EXERCISE BRIEF - Read through the data, and wherever a line holds the word "FactoryRegistry", write that line out.

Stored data

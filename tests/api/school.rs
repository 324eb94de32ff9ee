use super::*;

#[tokio::test]
async fn creates_and_fetches_school() -> Result<(), TestError> {
    let mut test = full_context().await?;

    let response = test
        .post_json(
            "/schools",
            &json!({
                "name": "Oak Ridge High",
                "address": "1 Main St",
                "phone": "555-0100",
                "email": "office@oakridge.test"
            }),
        )
        .await?;
    assert_eq!(response.status(), StatusCode::CREATED);
    let created: SchoolDto = response.json().await?;
    assert_eq!(created.name, "Oak Ridge High");

    let response = test.get(&format!("/schools/{}", created.id)).await?;
    assert_eq!(response.status(), StatusCode::OK);
    assert_eq!(response.json::<SchoolDto>().await?, created);

    test.teardown().await;
    Ok(())
}

#[tokio::test]
async fn rejects_blank_name() -> Result<(), TestError> {
    let mut test = full_context().await?;

    let response = test
        .post_json(
            "/schools",
            &json!({
                "name": "   ",
                "address": "1 Main St",
                "phone": "555-0100",
                "email": "office@oakridge.test"
            }),
        )
        .await?;

    assert_eq!(response.status(), StatusCode::BAD_REQUEST);

    test.teardown().await;
    Ok(())
}

#[tokio::test]
async fn lists_seeded_schools() -> Result<(), TestError> {
    let mut test = full_context().await?;
    let seeded = test
        .factories()?
        .schools()
        .create_many(3, SchoolOverrides::new())
        .await?;

    let schools: Vec<SchoolDto> = test.get("/schools").await?.json().await?;

    assert_eq!(
        schools.iter().map(|s| s.id).collect::<Vec<_>>(),
        seeded.iter().map(|s| s.id).collect::<Vec<_>>()
    );

    test.teardown().await;
    Ok(())
}

#[tokio::test]
async fn updates_school_partially() -> Result<(), TestError> {
    let mut test = full_context().await?;
    let school = test.factories()?.schools().create(SchoolOverrides::new()).await?;

    let response = test
        .put_json(
            &format!("/schools/{}", school.id),
            &json!({ "address": "2 Side St" }),
        )
        .await?;
    assert_eq!(response.status(), StatusCode::OK);

    let updated: SchoolDto = response.json().await?;
    assert_eq!(updated.address, "2 Side St");
    assert_eq!(updated.name, school.name);

    test.teardown().await;
    Ok(())
}

/// Tests that a missing school yields 404 on every item route.
#[tokio::test]
async fn missing_school_is_not_found() -> Result<(), TestError> {
    let mut test = full_context().await?;

    assert_eq!(test.get("/schools/999").await?.status(), StatusCode::NOT_FOUND);
    assert_eq!(
        test.put_json("/schools/999", &json!({ "name": "Ghost" }))
            .await?
            .status(),
        StatusCode::NOT_FOUND
    );
    assert_eq!(
        test.delete("/schools/999").await?.status(),
        StatusCode::NOT_FOUND
    );
    assert_eq!(
        test.get("/schools/999/teachers").await?.status(),
        StatusCode::NOT_FOUND
    );

    test.teardown().await;
    Ok(())
}

#[tokio::test]
async fn deleting_school_unassigns_teachers() -> Result<(), TestError> {
    let mut test = full_context().await?;
    let factories = test.factories()?;
    let school = factories.schools().create(SchoolOverrides::new()).await?;
    let teacher = factories
        .teachers()
        .create(TeacherOverrides::new().school(&school))
        .await?;

    let response = test.delete(&format!("/schools/{}", school.id)).await?;
    assert_eq!(response.status(), StatusCode::NO_CONTENT);

    let teacher: TeacherDto = test
        .get(&format!("/teachers/{}", teacher.id))
        .await?
        .json()
        .await?;
    assert_eq!(teacher.school_id, None);

    test.teardown().await;
    Ok(())
}

#[tokio::test]
async fn lists_teachers_of_school() -> Result<(), TestError> {
    let mut test = full_context().await?;
    let factories = test.factories()?;
    let school = factories.schools().create(SchoolOverrides::new()).await?;
    let assigned = factories
        .teachers()
        .create_many(2, TeacherOverrides::new().school(&school))
        .await?;
    factories.teachers().create(TeacherOverrides::new()).await?;

    let teachers: Vec<TeacherDto> = test
        .get(&format!("/schools/{}/teachers", school.id))
        .await?
        .json()
        .await?;

    assert_eq!(
        teachers.iter().map(|t| t.id).collect::<Vec<_>>(),
        assigned.iter().map(|t| t.id).collect::<Vec<_>>()
    );

    test.teardown().await;
    Ok(())
}
use thiserror::Error;

/// Failures while wiring dependencies into an application instance.
#[derive(Error, Debug, Clone, PartialEq, Eq)]
pub enum CompositionError {
    /// No provider is bound for the requested token.
    #[error("No provider bound for dependency '{0}'")]
    MissingDependency(&'static str),

    /// A factory provider resolved a token it did not list in its dependencies.
    #[error("Provider '{provider}' resolved '{dependency}' without declaring it as a dependency")]
    UndeclaredDependency {
        provider: &'static str,
        dependency: &'static str,
    },

    /// Providers depend on each other in a loop.
    ///
    /// Holds the resolution path, ending with the token that closed the loop.
    #[error("Circular dependency: {}", .0.join(" -> "))]
    CircularDependency(Vec<&'static str>),

    /// The instance bound to a token is not of the token's type.
    #[error("Provider bound to '{0}' produced an instance of the wrong type")]
    TypeMismatch(&'static str),
}
//! Domain models and operation parameters used between controllers, services and repositories.

pub mod school;
pub mod teacher;

use crate::server::error::AppError;

/// Trims `value` and rejects it when nothing is left.
pub(crate) fn require_non_blank(field: &str, value: String) -> Result<String, AppError> {
    let trimmed = value.trim();
    if trimmed.is_empty() {
        return Err(AppError::BadRequest(format!("{} must not be blank", field)));
    }

    Ok(trimmed.to_string())
}

/// Like [`require_non_blank`], but also requires an `@` with text on both sides.
pub(crate) fn require_email(field: &str, value: String) -> Result<String, AppError> {
    let email = require_non_blank(field, value)?;
    match email.split_once('@') {
        Some((local, domain)) if !local.is_empty() && !domain.is_empty() => Ok(email),
        _ => Err(AppError::BadRequest(format!(
            "{} must be a valid email address",
            field
        ))),
    }
}

pub(crate) fn optional_non_blank(
    field: &str,
    value: Option<String>,
) -> Result<Option<String>, AppError> {
    value.map(|v| require_non_blank(field, v)).transpose()
}

pub(crate) fn optional_email(
    field: &str,
    value: Option<String>,
) -> Result<Option<String>, AppError> {
    value.map(|v| require_email(field, v)).transpose()
}
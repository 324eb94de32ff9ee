//! Factory registry keyed by entity kind.
//!
//! Factories are constructed on first request and shared afterwards. The registry
//! also owns cleanup across every table, ordered so dependent tables are cleared
//! before the tables they reference.

use std::{
    collections::HashMap,
    fmt,
    str::FromStr,
    sync::{Arc, OnceLock},
};

use sea_orm::{DatabaseConnection, DbErr};

use crate::{
    cleanup::{self, CleanupStep},
    error::TestError,
    factory::{school::SchoolFactory, teacher::TeacherFactory},
};

/// Entity kinds with a registered factory.
#[derive(Debug, Clone, Copy, PartialEq, Eq, Hash)]
pub enum FactoryType {
    School,
    Teacher,
}

impl FactoryType {
    /// Every kind, in declaration order.
    pub const ALL: [FactoryType; 2] = [FactoryType::School, FactoryType::Teacher];

    /// Kinds this kind references through a foreign key.
    pub fn parents(&self) -> &'static [FactoryType] {
        match self {
            Self::School => &[],
            Self::Teacher => &[Self::School],
        }
    }

    pub fn table_name(&self) -> &'static str {
        match self {
            Self::School => "school",
            Self::Teacher => "teacher",
        }
    }

    /// All kinds ordered so every kind comes before the kinds it references.
    ///
    /// Computed as a topological order over [`FactoryType::parents`] (parents
    /// first, ties in declaration order), then reversed. Kinds caught in a
    /// reference cycle are appended in declaration order.
    pub fn cleanup_order() -> Vec<FactoryType> {
        let mut pending = Self::ALL.to_vec();
        let mut order = Vec::with_capacity(pending.len());

        while !pending.is_empty() {
            let ready = pending.iter().position(|factory_type| {
                factory_type
                    .parents()
                    .iter()
                    .all(|parent| order.contains(parent))
            });

            match ready {
                Some(index) => order.push(pending.remove(index)),
                None => order.append(&mut pending),
            }
        }

        order.reverse();
        order
    }
}

impl FromStr for FactoryType {
    type Err = TestError;

    fn from_str(value: &str) -> Result<Self, Self::Err> {
        match value.trim().to_ascii_lowercase().as_str() {
            "school" => Ok(Self::School),
            "teacher" => Ok(Self::Teacher),
            _ => Err(TestError::UnknownFactoryType(value.to_string())),
        }
    }
}

impl fmt::Display for FactoryType {
    fn fmt(&self, f: &mut fmt::Formatter<'_>) -> fmt::Result {
        match self {
            Self::School => write!(f, "school"),
            Self::Teacher => write!(f, "teacher"),
        }
    }
}

/// A registered factory of any kind.
#[derive(Debug, Clone)]
pub enum Factory {
    School(Arc<SchoolFactory>),
    Teacher(Arc<TeacherFactory>),
}

impl Factory {
    pub fn factory_type(&self) -> FactoryType {
        match self {
            Self::School(_) => FactoryType::School,
            Self::Teacher(_) => FactoryType::Teacher,
        }
    }

    pub fn as_school(&self) -> Option<&Arc<SchoolFactory>> {
        match self {
            Self::School(factory) => Some(factory),
            _ => None,
        }
    }

    pub fn as_teacher(&self) -> Option<&Arc<TeacherFactory>> {
        match self {
            Self::Teacher(factory) => Some(factory),
            _ => None,
        }
    }

    /// Cleans this factory's table, logging failures.
    pub async fn cleanup(&self) {
        match self {
            Self::School(factory) => factory.cleanup().await,
            Self::Teacher(factory) => factory.cleanup().await,
        }
    }

    /// Cleans this factory's table.
    ///
    /// # Returns
    /// - `Ok(())` - Table erased and its id sequence restarted
    /// - `Err(DbErr)` - Every cleanup step failed; the error of the last one
    pub async fn try_cleanup(&self) -> Result<(), DbErr> {
        match self {
            Self::School(factory) => factory.try_cleanup().await,
            Self::Teacher(factory) => factory.try_cleanup().await,
        }
    }
}

/// Lazily constructed factories bound to one database.
pub struct FactoryRegistry {
    db: DatabaseConnection,
    schools: OnceLock<Arc<SchoolFactory>>,
    teachers: OnceLock<Arc<TeacherFactory>>,
}

impl FactoryRegistry {
    pub fn new(db: DatabaseConnection) -> Self {
        Self {
            db,
            schools: OnceLock::new(),
            teachers: OnceLock::new(),
        }
    }

    pub fn db(&self) -> &DatabaseConnection {
        &self.db
    }

    /// Gets the factory for `factory_type`, constructing it on first request.
    ///
    /// # Arguments
    /// - `factory_type` - Entity kind of the factory
    ///
    /// # Returns
    /// The factory for that kind; later calls return the same instance.
    pub fn get(&self, factory_type: FactoryType) -> Factory {
        match factory_type {
            FactoryType::School => Factory::School(self.schools()),
            FactoryType::Teacher => Factory::Teacher(self.teachers()),
        }
    }

    /// Gets a factory by its case-insensitive name, `"school"` or `"teacher"`.
    ///
    /// # Returns
    /// - `Ok(Factory)` - The factory for the named kind
    /// - `Err(TestError::UnknownFactoryType)` - The name matches no kind
    pub fn get_by_name(&self, name: &str) -> Result<Factory, TestError> {
        Ok(self.get(name.parse()?))
    }

    /// Gets several factories at once, keyed by kind.
    ///
    /// # Arguments
    /// - `types` - Kinds to look up; duplicates collapse into one entry
    ///
    /// # Returns
    /// A map holding one factory per requested kind.
    pub fn get_multiple(&self, types: &[FactoryType]) -> HashMap<FactoryType, Factory> {
        types
            .iter()
            .map(|factory_type| (*factory_type, self.get(*factory_type)))
            .collect()
    }

    /// Typed shorthand for `get(FactoryType::School)`.
    ///
    /// # Returns
    /// The shared school factory, the same instance on every call.
    pub fn schools(&self) -> Arc<SchoolFactory> {
        self.schools
            .get_or_init(|| Arc::new(SchoolFactory::new(self.db.clone())))
            .clone()
    }

    /// Typed shorthand for `get(FactoryType::Teacher)`.
    ///
    /// # Returns
    /// The shared teacher factory, the same instance on every call.
    pub fn teachers(&self) -> Arc<TeacherFactory> {
        self.teachers
            .get_or_init(|| Arc::new(TeacherFactory::new(self.db.clone())))
            .clone()
    }

    /// Whether the factory for `factory_type` has been constructed yet.
    pub fn is_constructed(&self, factory_type: FactoryType) -> bool {
        match factory_type {
            FactoryType::School => self.schools.get().is_some(),
            FactoryType::Teacher => self.teachers.get().is_some(),
        }
    }

    /// Erases every table and restarts id sequences. Never fails.
    ///
    /// Tries one bulk statement covering all tables in [`FactoryType::cleanup_order`].
    /// If that fails, each factory cleans its own table in the same order.
    pub async fn cleanup(&self) {
        let order = FactoryType::cleanup_order();

        match cleanup::run_cleanup_chain(&self.db, &[CleanupStep::Truncate(order.clone())]).await
        {
            Ok(()) => tracing::debug!("Cleaned up tables {:?}", order),
            Err(e) => {
                tracing::warn!("Bulk cleanup failed, cleaning up per factory: {}", e);

                for factory_type in order {
                    self.get(factory_type).cleanup().await;
                }
            }
        }
    }
}
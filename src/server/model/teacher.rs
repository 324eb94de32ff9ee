//! Domain model and parameters for teacher operations.

use chrono::{DateTime, Utc};

use crate::{
    model::teacher::{CreateTeacherDto, TeacherDto, UpdateTeacherDto},
    server::{
        error::AppError,
        model::{optional_email, optional_non_blank, require_email, require_non_blank},
    },
};

/// A teacher as seen by services and controllers.
#[derive(Debug, Clone, PartialEq)]
pub struct Teacher {
    pub id: i32,
    pub first_name: String,
    pub last_name: String,
    pub email: String,
    pub phone: String,
    pub subject: String,
    pub school_id: Option<i32>,
    pub created_at: DateTime<Utc>,
    pub updated_at: DateTime<Utc>,
}

impl Teacher {
    pub fn from_entity(entity: entity::teacher::Model) -> Self {
        Self {
            id: entity.id,
            first_name: entity.first_name,
            last_name: entity.last_name,
            email: entity.email,
            phone: entity.phone,
            subject: entity.subject,
            school_id: entity.school_id,
            created_at: entity.created_at,
            updated_at: entity.updated_at,
        }
    }

    pub fn into_dto(self) -> TeacherDto {
        TeacherDto {
            id: self.id,
            first_name: self.first_name,
            last_name: self.last_name,
            email: self.email,
            phone: self.phone,
            subject: self.subject,
            school_id: self.school_id,
            created_at: self.created_at,
            updated_at: self.updated_at,
        }
    }
}

/// Validated input for creating a teacher.
#[derive(Debug, Clone, PartialEq)]
pub struct CreateTeacherParam {
    pub first_name: String,
    pub last_name: String,
    pub email: String,
    pub phone: String,
    pub subject: String,
    pub school_id: Option<i32>,
}

impl CreateTeacherParam {
    /// Validates a create request.
    ///
    /// Only the shape of the input is checked here; whether `school_id` refers to
    /// an existing school and whether the email is free are checked by the service.
    pub fn from_dto(dto: CreateTeacherDto) -> Result<Self, AppError> {
        Ok(Self {
            first_name: require_non_blank("firstName", dto.first_name)?,
            last_name: require_non_blank("lastName", dto.last_name)?,
            email: require_email("email", dto.email)?,
            phone: require_non_blank("phone", dto.phone)?,
            subject: require_non_blank("subject", dto.subject)?,
            school_id: dto.school_id,
        })
    }
}

/// Partial update for a teacher.
///
/// `school_id` is `None` to keep the assignment, `Some(None)` to unassign and
/// `Some(Some(id))` to move the teacher.
#[derive(Debug, Clone, Default, PartialEq)]
pub struct UpdateTeacherParam {
    pub first_name: Option<String>,
    pub last_name: Option<String>,
    pub email: Option<String>,
    pub phone: Option<String>,
    pub subject: Option<String>,
    pub school_id: Option<Option<i32>>,
}

impl UpdateTeacherParam {
    pub fn from_dto(dto: UpdateTeacherDto) -> Result<Self, AppError> {
        Ok(Self {
            first_name: optional_non_blank("firstName", dto.first_name)?,
            last_name: optional_non_blank("lastName", dto.last_name)?,
            email: optional_email("email", dto.email)?,
            phone: optional_non_blank("phone", dto.phone)?,
            subject: optional_non_blank("subject", dto.subject)?,
            school_id: dto.school_id,
        })
    }
}

#[cfg(test)]
mod tests {
    use super::*;

    #[test]
    fn create_param_rejects_malformed_email() {
        let dto = CreateTeacherDto {
            first_name: "Ada".into(),
            last_name: "Lovelace".into(),
            email: "ada.example".into(),
            phone: "555-0101".into(),
            subject: "Mathematics".into(),
            school_id: None,
        };

        assert!(matches!(
            CreateTeacherParam::from_dto(dto),
            Err(AppError::BadRequest(msg)) if msg.contains("email")
        ));
    }

    #[test]
    fn update_dto_distinguishes_null_from_absent_school() {
        let absent: UpdateTeacherDto = serde_json::from_str(r#"{"subject":"Physics"}"#).unwrap();
        let null: UpdateTeacherDto = serde_json::from_str(r#"{"schoolId":null}"#).unwrap();
        let set: UpdateTeacherDto = serde_json::from_str(r#"{"schoolId":4}"#).unwrap();

        assert_eq!(UpdateTeacherParam::from_dto(absent).unwrap().school_id, None);
        assert_eq!(UpdateTeacherParam::from_dto(null).unwrap().school_id, Some(None));
        assert_eq!(UpdateTeacherParam::from_dto(set).unwrap().school_id, Some(Some(4)));
    }
}
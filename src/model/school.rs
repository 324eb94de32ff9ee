use chrono::{DateTime, Utc};
use serde::{Deserialize, Serialize};
use utoipa::ToSchema;

#[derive(Debug, Clone, PartialEq, Serialize, Deserialize, ToSchema)]
#[serde(rename_all = "camelCase")]
pub struct SchoolDto {
    pub id: i32,
    pub name: String,
    pub address: String,
    pub phone: String,
    pub email: String,
    pub created_at: DateTime<Utc>,
    pub updated_at: DateTime<Utc>,
}

#[derive(Debug, Clone, Serialize, Deserialize, ToSchema)]
#[serde(rename_all = "camelCase")]
pub struct CreateSchoolDto {
    pub name: String,
    pub address: String,
    pub phone: String,
    pub email: String,
}

/// Partial update; omitted fields keep their stored value.
#[derive(Debug, Clone, Default, Serialize, Deserialize, ToSchema)]
#[serde(rename_all = "camelCase")]
pub struct UpdateSchoolDto {
    #[serde(default)]
    pub name: Option<String>,
    #[serde(default)]
    pub address: Option<String>,
    #[serde(default)]
    pub phone: Option<String>,
    #[serde(default)]
    pub email: Option<String>,
}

ANSWER -
pub struct FactoryRegistry {
impl FactoryRegistry {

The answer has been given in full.